Редко заселенные глухие районы с их беспокойным населением скваттеров Кревекер рассматривает как грубый авангард движущихся на запад поселений. Именно здесь, указывает он, силы уравнивания наиболее сильны, что последние остатки старосветских различий и привилегий сбрасываются, что идея индивидуальной свободы заходит дальше всего, иногда до социальной катастрофы. «Тот, кто хотел бы увидеть Америку в ее истинном свете, — говорит он, — и иметь верное представление о ее слабых началах и варварских зачатках, должен посетить нашу протяженную линию фронтиров, где живут последние поселенцы».

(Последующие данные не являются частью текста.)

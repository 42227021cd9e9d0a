//! Vertex and color types for 2D sprite rendering

use bytemuck::{Pod, Zeroable};

/// Textured, tinted 2D vertex. Solid shapes sample the 1x1 white texture.
#[repr(C)]
#[derive(Copy, Clone, Debug, PartialEq, Pod, Zeroable)]
pub struct Vertex {
    pub position: [f32; 2],
    pub uv: [f32; 2],
    pub color: [f32; 4],
}

impl Vertex {
    pub const fn new(x: f32, y: f32, u: f32, v: f32, color: [f32; 4]) -> Self {
        Self {
            position: [x, y],
            uv: [u, v],
            color,
        }
    }

    pub fn desc() -> wgpu::VertexBufferLayout<'static> {
        const ATTRIBUTES: [wgpu::VertexAttribute; 3] =
            wgpu::vertex_attr_array![0 => Float32x2, 1 => Float32x2, 2 => Float32x4];

        wgpu::VertexBufferLayout {
            array_stride: std::mem::size_of::<Vertex>() as wgpu::BufferAddress,
            step_mode: wgpu::VertexStepMode::Vertex,
            attributes: &ATTRIBUTES,
        }
    }
}

/// Convert a pixel position (origin top-left, y down) to normalized device
/// coordinates for a canvas of `logical` size.
pub fn pixel_to_ndc(x: f32, y: f32, logical: (u32, u32)) -> (f32, f32) {
    let (w, h) = (logical.0.max(1) as f32, logical.1.max(1) as f32);
    (x / w * 2.0 - 1.0, 1.0 - y / h * 2.0)
}

/// 8-bit sRGB color
#[derive(Debug, Clone, Copy, PartialEq, Eq)]
pub struct Color {
    pub r: u8,
    pub g: u8,
    pub b: u8,
    pub a: u8,
}

impl Color {
    pub const fn rgb(r: u8, g: u8, b: u8) -> Self {
        Self { r, g, b, a: 255 }
    }

    /// Linear-space RGBA, for an sRGB render target
    pub fn to_linear(self) -> [f32; 4] {
        fn channel(c: u8) -> f32 {
            let c = f32::from(c) / 255.0;
            if c <= 0.04045 {
                c / 12.92
            } else {
                ((c + 0.055) / 1.055).powf(2.4)
            }
        }
        [
            channel(self.r),
            channel(self.g),
            channel(self.b),
            f32::from(self.a) / 255.0,
        ]
    }

    pub fn to_wgpu(self) -> wgpu::Color {
        let [r, g, b, a] = self.to_linear();
        wgpu::Color {
            r: f64::from(r),
            g: f64::from(g),
            b: f64::from(b),
            a: f64::from(a),
        }
    }
}

/// Colors for game elements
pub mod colors {
    use super::Color;

    pub const BLACK: Color = Color::rgb(0, 0, 0);
    pub const WHITE: Color = Color::rgb(255, 255, 255);
    pub const BLUE: Color = Color::rgb(0, 0, 255);
    pub const NET: Color = Color::rgb(128, 128, 128);
}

Теперь мы прибываем к великим лесам, к последним обитаемым районам; там люди кажутся помещенными... вне досягаемости правительства, которое в некоторой степени оставляет их самим себе... поскольку они были загнаны туда несчастьем, необходимостью начинать с нуля, желанием приобрести большие участки земли, праздностью, частым отсутствием бережливости, старыми долгами; воссоединение таких людей не представляет собой очень приятного зрелища... Немногие магистраты, которые у них есть, в целом немногим лучше остальных; они часто находятся в состоянии полной войны; войны человека против человека, иногда решаемой ударами, иногда с помощью закона... люди полностью зависят от своих природных нравов и от стимула неопределенного трудолюбия, которое часто терпит неудачу, когда не освящено эффективностью нескольких моральных правил. Там, вдали от силы примера и сдерживающего влияния стыда, многие семьи демонстрируют самые отвратительные стороны нашего общества. Они — своего рода «отчаянная надежда», опережающая на десять или двенадцать лет более респектабельную армию ветеранов, которые идут за ними. В этот промежуток процветание отполирует некоторых, порок и закон прогонят остальных, которые, объединившись с другими, подобными себе, отступят еще дальше; освобождая место для более трудолюбивых людей, которые закончат их улучшения, превратят бревенчатый дом в удобное жилище и, радуясь, что первые тяжелые труды закончены, превратят через несколько лет эту доселе варварскую страну в прекрасный, плодородный, хорошо управляемый район. Таков наш прогресс, таков марш европейцев к внутренним частям этого континента. Во всяком обществе есть изгои; эта нечистая часть служит нашими предшественниками или пионерами.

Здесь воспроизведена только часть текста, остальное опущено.